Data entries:
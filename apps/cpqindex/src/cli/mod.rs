//! # cpqindex CLI Module
//!
//! This module implements the CLI interface for cpqindex.
//!
//! ## Available Commands
//!
//! - `build` - Build an index and print or write it
//! - `stats` - Build an index and report counts only
//! - `verify` - Check a canonical export against a fresh build
//! - `canon` - Canonical form of one CPQ

mod commands;

use crate::config::{AppConfig, OutputFormat};
use clap::{Args, Parser, Subcommand};
use cpqindex_core::IndexError;
use std::path::PathBuf;

pub use commands::*;

// =============================================================================
// CLI STRUCTURE
// =============================================================================

/// cpqindex - CPQ-native graph index
///
/// Partitions the vertex pairs of an edge-labeled graph by
/// k-path-bisimulation and describes each block by canonical CPQ cores.
#[derive(Parser, Debug)]
#[command(name = "cpqindex")]
#[command(version, about, long_about = None)]
pub struct Cli {
    /// Enable verbose (debug) logging
    #[arg(short, long, global = true)]
    pub verbose: bool,

    /// Output in JSON format (for programmatic access)
    #[arg(long, global = true)]
    pub json_mode: bool,

    /// Path to a TOML config file
    #[arg(short, long, global = true)]
    pub config: Option<PathBuf>,

    /// Subcommand to execute
    #[command(subcommand)]
    pub command: Commands,
}

/// Graph input and construction flags shared by several commands.
///
/// Unset flags fall back to the configuration.
#[derive(Args, Debug, Clone, PartialEq, Eq)]
pub struct IndexArgs {
    /// Path to the graph file
    #[arg(short, long)]
    pub data: PathBuf,

    /// Longest indexed path length
    #[arg(short)]
    pub k: Option<usize>,

    /// Compute canonical cores for every block
    #[arg(long)]
    pub cores: bool,

    /// Labeling threads (0 = all CPUs)
    #[arg(short, long)]
    pub threads: Option<usize>,

    /// Largest number of cores intersected at once
    #[arg(long)]
    pub intersections: Option<usize>,

    /// Only keep these label ids (comma-separated)
    #[arg(long)]
    pub labels: Option<String>,
}

/// Available CLI commands.
#[derive(Subcommand, Debug)]
pub enum Commands {
    /// Build an index and print it
    Build {
        #[command(flatten)]
        index: IndexArgs,

        /// Write the rendered index here instead of stdout
        #[arg(short, long)]
        output: Option<PathBuf>,

        /// Output format
        #[arg(short, long, value_enum)]
        format: Option<OutputFormat>,

        /// Sort pairs and blocks before printing
        #[arg(long)]
        sort: bool,

        /// Also write the canonical binary export to this file
        #[arg(long)]
        export: Option<PathBuf>,
    },

    /// Build an index and report counts
    Stats {
        #[command(flatten)]
        index: IndexArgs,
    },

    /// Check a canonical export against a fresh build
    Verify {
        #[command(flatten)]
        index: IndexArgs,

        /// Canonical export to check
        #[arg(short, long)]
        input: PathBuf,
    },

    /// Print the canonical form of a CPQ, e.g. "(0◦1⁻) ∩ id"
    Canon {
        /// Query text
        query: String,

        /// Treat the query graph as already being a core
        #[arg(long)]
        core: bool,
    },
}

// =============================================================================
// COMMAND EXECUTION
// =============================================================================

/// Execute the CLI with parsed arguments and loaded configuration.
pub fn execute(cli: Cli, config: &AppConfig) -> Result<(), IndexError> {
    let json_mode = cli.json_mode;

    match cli.command {
        Commands::Build {
            index,
            output,
            format,
            sort,
            export,
        } => {
            let format = if json_mode {
                Some(OutputFormat::Json)
            } else {
                format
            };
            cmd_build(
                config,
                &index,
                &BuildOutput {
                    output,
                    format,
                    sort,
                    export,
                },
            )
        }
        Commands::Stats { index } => cmd_stats(config, &index, json_mode),
        Commands::Verify { index, input } => cmd_verify(config, &index, &input, json_mode),
        Commands::Canon { query, core } => cmd_canon(config, &query, core, json_mode),
    }
}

The task – Every entry should be output again exactly as written.

Written reply –
filename apps/cpqindex/src/cli/mod.rs
//! # cpqindex CLI Module
//!
//! This module implements the CLI interface for cpqindex.
//!
//! ## Available Commands
//!
//! - `build` - Build an index and print or write it
//! - `stats` - Build an index and report counts only
//! - `verify` - Check a canonical export against a fresh build
//! - `canon` - Canonical form of one CPQ

mod commands;

use crate::config::{AppConfig, OutputFormat};
use clap::{Args, Parser, Subcommand};
use cpqindex_core::IndexError;
use std::path::PathBuf;

pub use commands::*;

// =============================================================================
// CLI STRUCTURE
// =============================================================================

/// cpqindex - CPQ-native graph index
///
/// Partitions the vertex pairs of an edge-labeled graph by
/// k-path-bisimulation and describes each block by canonical CPQ cores.
#[derive(Parser, Debug)]
#[command(name = "cpqindex")]
#[command(version, about, long_about = None)]
pub struct Cli {
    /// Enable verbose (debug) logging
    #[arg(short, long, global = true)]
    pub verbose: bool,

    /// Output in JSON format (for programmatic access)
    #[arg(long, global = true)]
    pub json_mode: bool,

    /// Path to a TOML config file
    #[arg(short, long, global = true)]
    pub config: Option<PathBuf>,

    /// Subcommand to execute
    #[command(subcommand)]
    pub command: Commands,
}

/// Graph input and construction flags shared by several commands.
///
/// Unset flags fall back to the configuration.
#[derive(Args, Debug, Clone, PartialEq, Eq)]
pub struct IndexArgs {
    /// Path to the graph file
    #[arg(short, long)]
    pub data: PathBuf,

    /// Longest indexed path length
    #[arg(short)]
    pub k: Option<usize>,

    /// Compute canonical cores for every block
    #[arg(long)]
    pub cores: bool,

    /// Labeling threads (0 = all CPUs)
    #[arg(short, long)]
    pub threads: Option<usize>,

    /// Largest number of cores intersected at once
    #[arg(long)]
    pub intersections: Option<usize>,

    /// Only keep these label ids (comma-separated)
    #[arg(long)]
    pub labels: Option<String>,
}

/// Available CLI commands.
#[derive(Subcommand, Debug)]
pub enum Commands {
    /// Build an index and print it
    Build {
        #[command(flatten)]
        index: IndexArgs,

        /// Write the rendered index here instead of stdout
        #[arg(short, long)]
        output: Option<PathBuf>,

        /// Output format
        #[arg(short, long, value_enum)]
        format: Option<OutputFormat>,

        /// Sort pairs and blocks before printing
        #[arg(long)]
        sort: bool,

        /// Also write the canonical binary export to this file
        #[arg(long)]
        export: Option<PathBuf>,
    },

    /// Build an index and report counts
    Stats {
        #[command(flatten)]
        index: IndexArgs,
    },

    /// Check a canonical export against a fresh build
    Verify {
        #[command(flatten)]
        index: IndexArgs,

        /// Canonical export to check
        #[arg(short, long)]
        input: PathBuf,
    },

    /// Print the canonical form of a CPQ, e.g. "(0◦1⁻) ∩ id"
    Canon {
        /// Query text
        query: String,

        /// Treat the query graph as already being a core
        #[arg(long)]
        core: bool,
    },
}

// =============================================================================
// COMMAND EXECUTION
// =============================================================================

/// Execute the CLI with parsed arguments and loaded configuration.
pub fn execute(cli: Cli, config: &AppConfig) -> Result<(), IndexError> {
    let json_mode = cli.json_mode;

    match cli.command {
        Commands::Build {
            index,
            output,
            format,
            sort,
            export,
        } => {
            let format = if json_mode {
                Some(OutputFormat::Json)
            } else {
                format
            };
            cmd_build(
                config,
                &index,
                &BuildOutput {
                    output,
                    format,
                    sort,
                    export,
                },
            )
        }
        Commands::Stats { index } => cmd_stats(config, &index, json_mode),
        Commands::Verify { index, input } => cmd_verify(config, &index, &input, json_mode),
        Commands::Canon { query, core } => cmd_canon(config, &query, core, json_mode),
    }
}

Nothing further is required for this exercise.